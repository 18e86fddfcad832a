//! Signed decimal fixed-point at scale 10^8.
//!
//! Signed operations layer over the unsigned kernels through
//! (magnitude, sign) decomposition; the only subtlety is the most-negative
//! value, whose magnitude exceeds the positive range by one and is handled
//! at the `abs`/`apply_sign` boundary.

use crate::error::{ArithError, Result};
use crate::fix128::Fix128;
use crate::fix192::Fix192;
use crate::rounding::Rounding;
use crate::transcendental;
use crate::ufix128::UFix128;
use crate::ufix64::{fmd_u64, UFix64};

/// Signed fixed-point number scaled by 10^8, stored in two's complement.
#[repr(transparent)]
#[derive(Debug, Clone, Copy, Default, Hash, PartialEq, Eq, PartialOrd, Ord)]
pub struct Fix64(i64);

impl Fix64 {
    pub const SCALE: u64 = UFix64::SCALE;
    pub const ZERO: Self = Self(0);
    pub const ONE: Self = Self(Self::SCALE as i64);
    pub const IOTA: Self = Self(1);
    pub const MAX: Self = Self(i64::MAX);
    pub const MIN: Self = Self(i64::MIN);
    pub const ONE_LEADING_ZEROS: u32 = Self::SCALE.leading_zeros();

    #[inline]
    pub const fn from_raw(raw: i64) -> Self {
        Self(raw)
    }

    #[inline]
    pub const fn raw(self) -> i64 {
        self.0
    }

    pub fn from_int(v: i64) -> Result<Self> {
        match v.checked_mul(Self::SCALE as i64) {
            Some(r) => Ok(Self(r)),
            None if v < 0 => Err(ArithError::NegOverflow),
            None => Err(ArithError::Overflow),
        }
    }

    /// The integer part, truncated toward zero.
    #[inline]
    pub const fn trunc(self) -> i64 {
        self.0 / Self::SCALE as i64
    }

    #[inline]
    pub fn is_zero(&self) -> bool {
        self.0 == 0
    }

    #[inline]
    pub fn is_neg(&self) -> bool {
        self.0 < 0
    }

    /// -1, 0 or +1 with the value's sign.
    #[inline]
    pub fn sign(&self) -> i32 {
        self.0.signum() as i32
    }

    // ========================================================================
    // Sign handling
    // ========================================================================

    /// Unsigned magnitude and a sign in {-1, +1}. `MIN` yields the
    /// magnitude 2^63, which only `apply_sign(-1)` maps back.
    #[inline]
    pub fn abs(self) -> (UFix64, i32) {
        (
            UFix64::from_raw(self.0.unsigned_abs()),
            if self.0 < 0 { -1 } else { 1 },
        )
    }

    /// Negation. `MIN` has no positive counterpart.
    pub fn neg(self) -> Result<Self> {
        if self.0 == i64::MIN {
            Err(ArithError::NegOverflow)
        } else {
            Ok(Self(-self.0))
        }
    }

    // ========================================================================
    // Arithmetic
    // ========================================================================

    /// Addition. Two positives flipping negative is `Overflow`; two
    /// negatives flipping non-negative is `NegOverflow`.
    pub fn checked_add(self, rhs: Self) -> Result<Self> {
        let r = self.0.wrapping_add(rhs.0);
        if self.0 >= 0 && rhs.0 >= 0 && r < 0 {
            Err(ArithError::Overflow)
        } else if self.0 < 0 && rhs.0 < 0 && r >= 0 {
            Err(ArithError::NegOverflow)
        } else {
            Ok(Self(r))
        }
    }

    /// Subtraction, with the sign-flip overflow taxonomy mirrored from
    /// addition.
    pub fn checked_sub(self, rhs: Self) -> Result<Self> {
        let r = self.0.wrapping_sub(rhs.0);
        if self.0 >= 0 && rhs.0 < 0 && r < 0 {
            Err(ArithError::Overflow)
        } else if self.0 < 0 && rhs.0 >= 0 && r >= 0 {
            Err(ArithError::NegOverflow)
        } else {
            Ok(Self(r))
        }
    }

    /// Fused multiply-divide on magnitudes, with the composed sign fed to
    /// the rounding rule and any overflow reported on the correct side.
    pub fn mul_div(self, b: Self, c: Self, mode: Rounding) -> Result<Self> {
        let (ma, sa) = self.abs();
        let (mb, sb) = b.abs();
        let (mc, sc) = c.abs();
        let sign = sa * sb * sc;
        match fmd_u64(ma.raw(), mb.raw(), mc.raw(), mode, sign < 0) {
            Ok(0) => Ok(Self::ZERO),
            Ok(m) => UFix64::from_raw(m).apply_sign(sign),
            Err(ArithError::Overflow) if sign < 0 => Err(ArithError::NegOverflow),
            Err(e) => Err(e),
        }
    }

    pub fn mul(self, rhs: Self, mode: Rounding) -> Result<Self> {
        self.mul_div(rhs, Self::ONE, mode)
    }

    pub fn div(self, rhs: Self, mode: Rounding) -> Result<Self> {
        self.mul_div(Self::ONE, rhs, mode)
    }

    /// Truncated remainder: magnitudes divide, the dividend's sign returns.
    pub fn rem(self, rhs: Self) -> Result<Self> {
        if rhs.0 == 0 {
            return Err(ArithError::DivByZero);
        }
        let (ma, sa) = self.abs();
        let (mb, _) = rhs.abs();
        UFix64::from_raw(ma.raw() % mb.raw()).apply_sign(sa)
    }

    // ========================================================================
    // Transcendentals
    // ========================================================================

    /// e^self with the default nearest rounding.
    pub fn exp(self) -> Result<UFix64> {
        self.exp_round(Rounding::NearestHalfAway)
    }

    /// e^self, always non-negative, so the result is unsigned.
    pub fn exp_round(self, mode: Rounding) -> Result<UFix64> {
        let v = transcendental::exp(self.to_fix192())?;
        v.round_to_u64_scaled(mode, false).map(UFix64::from_raw)
    }

    /// sin(self) with the default nearest rounding.
    pub fn sin(self) -> Result<Self> {
        self.sin_round(Rounding::NearestHalfAway)
    }

    pub fn sin_round(self, mode: Rounding) -> Result<Self> {
        let v = transcendental::sin(self.to_fix192())?;
        from_fix192(v, mode)
    }

    /// cos(self) with the default nearest rounding.
    pub fn cos(self) -> Result<Self> {
        self.cos_round(Rounding::NearestHalfAway)
    }

    pub fn cos_round(self, mode: Rounding) -> Result<Self> {
        let v = transcendental::cos(self.to_fix192())?;
        from_fix192(v, mode)
    }

    #[inline]
    pub(crate) fn to_fix192(self) -> Fix192 {
        Fix192::from_fix128(self.to_fix128().raw())
    }

    // ========================================================================
    // Conversions
    // ========================================================================

    /// Lossless widening to scale 10^24.
    #[inline]
    pub fn to_fix128(self) -> Fix128 {
        Fix128::from_raw(self.0 as i128 * crate::fix192::SCALE_RATIO as i128)
    }

    /// Unsigned same-width view; negative values do not fit.
    pub fn to_ufix64(self) -> Result<UFix64> {
        if self.0 < 0 {
            Err(ArithError::NegOverflow)
        } else {
            Ok(UFix64::from_raw(self.0 as u64))
        }
    }

    /// Unsigned widening; negative values do not fit.
    pub fn to_ufix128(self) -> Result<UFix128> {
        if self.0 < 0 {
            Err(ArithError::NegOverflow)
        } else {
            Ok(UFix64::from_raw(self.0 as u64).to_ufix128())
        }
    }
}

/// Rounds a signed working value into `Fix64`: magnitude through the single
/// scaled division, sign reattached, overflow reported on the value's side.
pub(crate) fn from_fix192(v: Fix192, mode: Rounding) -> Result<Fix64> {
    let (m, sign) = v.abs();
    match m.round_to_u64_scaled(mode, sign < 0) {
        Ok(0) => Ok(Fix64::ZERO),
        Ok(raw) => UFix64::from_raw(raw).apply_sign(sign),
        Err(ArithError::Overflow) if sign < 0 => Err(ArithError::NegOverflow),
        Err(e) => Err(e),
    }
}

#[cfg(test)]
mod tests {
    use super::*;

    #[test]
    fn min_minus_iota_is_neg_overflow() {
        assert_eq!(
            Fix64::MIN.checked_sub(Fix64::IOTA),
            Err(ArithError::NegOverflow)
        );
    }

    #[test]
    fn max_plus_iota_is_overflow() {
        assert_eq!(Fix64::MAX.checked_add(Fix64::IOTA), Err(ArithError::Overflow));
    }

    #[test]
    fn pos_minus_neg_can_overflow() {
        assert_eq!(
            Fix64::MAX.checked_sub(Fix64::from_raw(-1)),
            Err(ArithError::Overflow)
        );
        assert_eq!(
            Fix64::ZERO.checked_sub(Fix64::MIN),
            Err(ArithError::Overflow)
        );
    }

    #[test]
    fn abs_of_min() {
        let (mag, sign) = Fix64::MIN.abs();
        assert_eq!(mag.raw(), 1 << 63);
        assert_eq!(sign, -1);
        assert_eq!(mag.apply_sign(-1).unwrap(), Fix64::MIN);
    }

    #[test]
    fn neg_of_min_fails() {
        assert_eq!(Fix64::MIN.neg(), Err(ArithError::NegOverflow));
        assert_eq!(Fix64::MAX.neg().unwrap().neg().unwrap(), Fix64::MAX);
    }

    #[test]
    fn signed_mul_follows_magnitudes() {
        let a = Fix64::from_int(-3).unwrap();
        let b = Fix64::from_int(7).unwrap();
        assert_eq!(
            a.mul(b, Rounding::TowardZero).unwrap(),
            Fix64::from_int(-21).unwrap()
        );
        assert_eq!(
            a.mul(a, Rounding::TowardZero).unwrap(),
            Fix64::from_int(9).unwrap()
        );
    }

    #[test]
    fn negative_overflow_is_translated() {
        let big = Fix64::MAX;
        let minus_two = Fix64::from_int(-2).unwrap();
        assert_eq!(
            big.mul(minus_two, Rounding::TowardZero),
            Err(ArithError::NegOverflow)
        );
        assert_eq!(
            big.mul(Fix64::from_int(2).unwrap(), Rounding::TowardZero),
            Err(ArithError::Overflow)
        );
    }

    #[test]
    fn rem_keeps_dividend_sign() {
        let a = Fix64::from_raw(-700);
        let b = Fix64::from_raw(400);
        assert_eq!(a.rem(b).unwrap(), Fix64::from_raw(-300));
        assert_eq!(b.rem(a).unwrap(), Fix64::from_raw(400 % 700));
        assert_eq!(a.rem(Fix64::ZERO), Err(ArithError::DivByZero));
    }

    #[test]
    fn half_up_ties_differ_by_sign() {
        // 0.000000005 rounds to iota going up, its negation stays at zero
        // magnitude... which reports underflow for the negative tie.
        let half = Fix64::from_raw(5);
        let ten = Fix64::from_int(10).unwrap();
        let up = half.div(ten, Rounding::HalfUp).unwrap();
        assert_eq!(up, Fix64::IOTA);
        let down = half.neg().unwrap().div(ten, Rounding::HalfUp);
        assert_eq!(down, Err(ArithError::Underflow));
    }
}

● Description of the task: Check each line of these records for the string "values" and state only how many lines have it.

● Your response: 2